THE DATA —
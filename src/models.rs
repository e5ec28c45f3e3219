use serde::Deserialize;

#[derive(Deserialize, Clone, Debug)]
pub struct Input {
    pub interfaces: Vec<Target>,
}

/// One interface to generate a forwarding class for, together with the
/// delegate it forwards to.
#[derive(Deserialize, Clone, Debug)]
pub struct Target {
    #[serde(flatten)]
    pub interface: Interface,
    pub delegate: DelegateBinding,
    #[serde(rename(deserialize = "outputClassName"), default)]
    pub output_class_name: Option<String>,
}

#[derive(Deserialize, Clone, Debug, PartialEq)]
pub struct Interface {
    #[serde(rename(deserialize = "qualifiedName"))]
    pub qualified_name: String,
    #[serde(rename(deserialize = "simpleName"))]
    pub simple_name: String,
    pub members: Vec<Member>,
}

impl Interface {
    /// The callable members, in declaration order.
    pub fn methods(&self) -> impl Iterator<Item = &Method> {
        self.members.iter().filter_map(|m| match m {
            Member::Method(method) => Some(method),
            _ => None,
        })
    }
}

/// Anything enclosed by an interface declaration. Only methods take part
/// in generation.
#[derive(Deserialize, Clone, Debug, PartialEq)]
#[serde(tag = "kind", rename_all = "lowercase")]
pub enum Member {
    Method(Method),
    Field { name: String },
    Type { name: String },
    Initializer,
}

#[derive(Deserialize, Clone, Debug, PartialEq)]
pub struct Method {
    pub name: String,
    #[serde(rename(deserialize = "returnType"))]
    pub return_type: TypeRef,
    #[serde(default)]
    pub parameters: Vec<Parameter>,
}

#[derive(Deserialize, Clone, Debug, PartialEq)]
pub struct Parameter {
    pub name: String,
    #[serde(flatten)]
    pub ty: TypeRef,
}

#[derive(Deserialize, Clone, Debug, PartialEq, Eq, Hash)]
pub struct TypeRef {
    #[serde(rename(deserialize = "type"))]
    pub class: String,
    #[serde(rename(deserialize = "isArray"), default)]
    pub is_array: bool,
}

const PRIMITIVES: [&str; 8] = [
    "boolean", "byte", "char", "short", "int", "long", "float", "double",
];

impl TypeRef {
    pub fn new<S: Into<String>>(class: S) -> Self {
        Self { class: class.into(), is_array: false }
    }

    pub fn array<S: Into<String>>(class: S) -> Self {
        Self { class: class.into(), is_array: true }
    }

    pub fn void() -> Self {
        Self::new("void")
    }

    pub fn is_void(&self) -> bool {
        self.class == "void" && !self.is_array
    }

    /// Primitives and `void` have no package and are never imported.
    pub fn is_builtin(&self) -> bool {
        self.class == "void" || PRIMITIVES.contains(&self.class.as_str())
    }
}

/// The object every call is forwarded to. Field names follow the
/// `@Delegate` annotation the descriptors are usually read from.
#[derive(Deserialize, Clone, Debug, PartialEq, Eq)]
pub struct DelegateBinding {
    #[serde(rename(deserialize = "delegatePackage"))]
    pub package: String,
    #[serde(rename(deserialize = "delegateClassName"))]
    pub class_name: String,
    #[serde(rename(deserialize = "delegateSimpleName"))]
    pub field_name: String,
}

#[cfg(test)]
mod tests {
    use super::*;

    const INPUT: &str = r#"{
        "interfaces": [{
            "qualifiedName": "com.example.Greeter",
            "simpleName": "Greeter",
            "members": [
                { "kind": "field", "name": "DEFAULT_NAME" },
                {
                    "kind": "method",
                    "name": "greet",
                    "returnType": { "type": "java.lang.String" },
                    "parameters": [
                        { "name": "who", "type": "java.lang.String" },
                        { "name": "times", "type": "int" }
                    ]
                },
                { "kind": "type", "name": "Builder" },
                { "kind": "initializer" },
                {
                    "kind": "method",
                    "name": "reset",
                    "returnType": { "type": "void" }
                }
            ],
            "delegate": {
                "delegatePackage": "com.example.impl",
                "delegateClassName": "DefaultGreeter",
                "delegateSimpleName": "greeter"
            }
        }]
    }"#;

    #[test]
    fn test_deserialize_input() {
        let input: Input = serde_json::from_str(INPUT).unwrap();
        assert_eq!(input.interfaces.len(), 1);

        let target = &input.interfaces[0];
        assert_eq!(target.interface.qualified_name, "com.example.Greeter");
        assert_eq!(target.interface.members.len(), 5);
        assert_eq!(target.output_class_name, None);
        assert_eq!(target.delegate, DelegateBinding {
            package: "com.example.impl".to_string(),
            class_name: "DefaultGreeter".to_string(),
            field_name: "greeter".to_string(),
        });
    }

    #[test]
    fn test_methods_skip_other_members() {
        let input: Input = serde_json::from_str(INPUT).unwrap();
        let methods = input.interfaces[0].interface.methods().collect::<Vec<_>>();

        assert_eq!(methods.len(), 2);
        assert_eq!(methods[0].name, "greet");
        assert_eq!(methods[0].parameters[1], Parameter { name: "times".to_string(), ty: TypeRef::new("int") });
        assert_eq!(methods[1].name, "reset");
        assert!(methods[1].return_type.is_void());
        assert!(methods[1].parameters.is_empty());
    }

    #[test]
    fn test_array_flag() {
        let ty: TypeRef = serde_json::from_str(r#"{ "type": "byte", "isArray": true }"#).unwrap();
        assert_eq!(ty, TypeRef::array("byte"));
        assert!(ty.is_builtin());
        assert!(!TypeRef::array("void").is_void());
    }
}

ASSIGNMENT — Set down the records again, exactly.

WRITTEN ANSWER —
filename src/models.rs
repository e5ec28c45f3e3219
use serde::Deserialize;

#[derive(Deserialize, Clone, Debug)]
pub struct Input {
    pub interfaces: Vec<Target>,
}

/// One interface to generate a forwarding class for, together with the
/// delegate it forwards to.
#[derive(Deserialize, Clone, Debug)]
pub struct Target {
    #[serde(flatten)]
    pub interface: Interface,
    pub delegate: DelegateBinding,
    #[serde(rename(deserialize = "outputClassName"), default)]
    pub output_class_name: Option<String>,
}

#[derive(Deserialize, Clone, Debug, PartialEq)]
pub struct Interface {
    #[serde(rename(deserialize = "qualifiedName"))]
    pub qualified_name: String,
    #[serde(rename(deserialize = "simpleName"))]
    pub simple_name: String,
    pub members: Vec<Member>,
}

impl Interface {
    /// The callable members, in declaration order.
    pub fn methods(&self) -> impl Iterator<Item = &Method> {
        self.members.iter().filter_map(|m| match m {
            Member::Method(method) => Some(method),
            _ => None,
        })
    }
}

/// Anything enclosed by an interface declaration. Only methods take part
/// in generation.
#[derive(Deserialize, Clone, Debug, PartialEq)]
#[serde(tag = "kind", rename_all = "lowercase")]
pub enum Member {
    Method(Method),
    Field { name: String },
    Type { name: String },
    Initializer,
}

#[derive(Deserialize, Clone, Debug, PartialEq)]
pub struct Method {
    pub name: String,
    #[serde(rename(deserialize = "returnType"))]
    pub return_type: TypeRef,
    #[serde(default)]
    pub parameters: Vec<Parameter>,
}

#[derive(Deserialize, Clone, Debug, PartialEq)]
pub struct Parameter {
    pub name: String,
    #[serde(flatten)]
    pub ty: TypeRef,
}

#[derive(Deserialize, Clone, Debug, PartialEq, Eq, Hash)]
pub struct TypeRef {
    #[serde(rename(deserialize = "type"))]
    pub class: String,
    #[serde(rename(deserialize = "isArray"), default)]
    pub is_array: bool,
}

const PRIMITIVES: [&str; 8] = [
    "boolean", "byte", "char", "short", "int", "long", "float", "double",
];

impl TypeRef {
    pub fn new<S: Into<String>>(class: S) -> Self {
        Self { class: class.into(), is_array: false }
    }

    pub fn array<S: Into<String>>(class: S) -> Self {
        Self { class: class.into(), is_array: true }
    }

    pub fn void() -> Self {
        Self::new("void")
    }

    pub fn is_void(&self) -> bool {
        self.class == "void" && !self.is_array
    }

    /// Primitives and `void` have no package and are never imported.
    pub fn is_builtin(&self) -> bool {
        self.class == "void" || PRIMITIVES.contains(&self.class.as_str())
    }
}

/// The object every call is forwarded to. Field names follow the
/// `@Delegate` annotation the descriptors are usually read from.
#[derive(Deserialize, Clone, Debug, PartialEq, Eq)]
pub struct DelegateBinding {
    #[serde(rename(deserialize = "delegatePackage"))]
    pub package: String,
    #[serde(rename(deserialize = "delegateClassName"))]
    pub class_name: String,
    #[serde(rename(deserialize = "delegateSimpleName"))]
    pub field_name: String,
}

#[cfg(test)]
mod tests {
    use super::*;

    const INPUT: &str = r#"{
        "interfaces": [{
            "qualifiedName": "com.example.Greeter",
            "simpleName": "Greeter",
            "members": [
                { "kind": "field", "name": "DEFAULT_NAME" },
                {
                    "kind": "method",
                    "name": "greet",
                    "returnType": { "type": "java.lang.String" },
                    "parameters": [
                        { "name": "who", "type": "java.lang.String" },
                        { "name": "times", "type": "int" }
                    ]
                },
                { "kind": "type", "name": "Builder" },
                { "kind": "initializer" },
                {
                    "kind": "method",
                    "name": "reset",
                    "returnType": { "type": "void" }
                }
            ],
            "delegate": {
                "delegatePackage": "com.example.impl",
                "delegateClassName": "DefaultGreeter",
                "delegateSimpleName": "greeter"
            }
        }]
    }"#;

    #[test]
    fn test_deserialize_input() {
        let input: Input = serde_json::from_str(INPUT).unwrap();
        assert_eq!(input.interfaces.len(), 1);

        let target = &input.interfaces[0];
        assert_eq!(target.interface.qualified_name, "com.example.Greeter");
        assert_eq!(target.interface.members.len(), 5);
        assert_eq!(target.output_class_name, None);
        assert_eq!(target.delegate, DelegateBinding {
            package: "com.example.impl".to_string(),
            class_name: "DefaultGreeter".to_string(),
            field_name: "greeter".to_string(),
        });
    }

    #[test]
    fn test_methods_skip_other_members() {
        let input: Input = serde_json::from_str(INPUT).unwrap();
        let methods = input.interfaces[0].interface.methods().collect::<Vec<_>>();

        assert_eq!(methods.len(), 2);
        assert_eq!(methods[0].name, "greet");
        assert_eq!(methods[0].parameters[1], Parameter { name: "times".to_string(), ty: TypeRef::new("int") });
        assert_eq!(methods[1].name, "reset");
        assert!(methods[1].return_type.is_void());
        assert!(methods[1].parameters.is_empty());
    }

    #[test]
    fn test_array_flag() {
        let ty: TypeRef = serde_json::from_str(r#"{ "type": "byte", "isArray": true }"#).unwrap();
        assert_eq!(ty, TypeRef::array("byte"));
        assert!(ty.is_builtin());
        assert!(!TypeRef::array("void").is_void());
    }
}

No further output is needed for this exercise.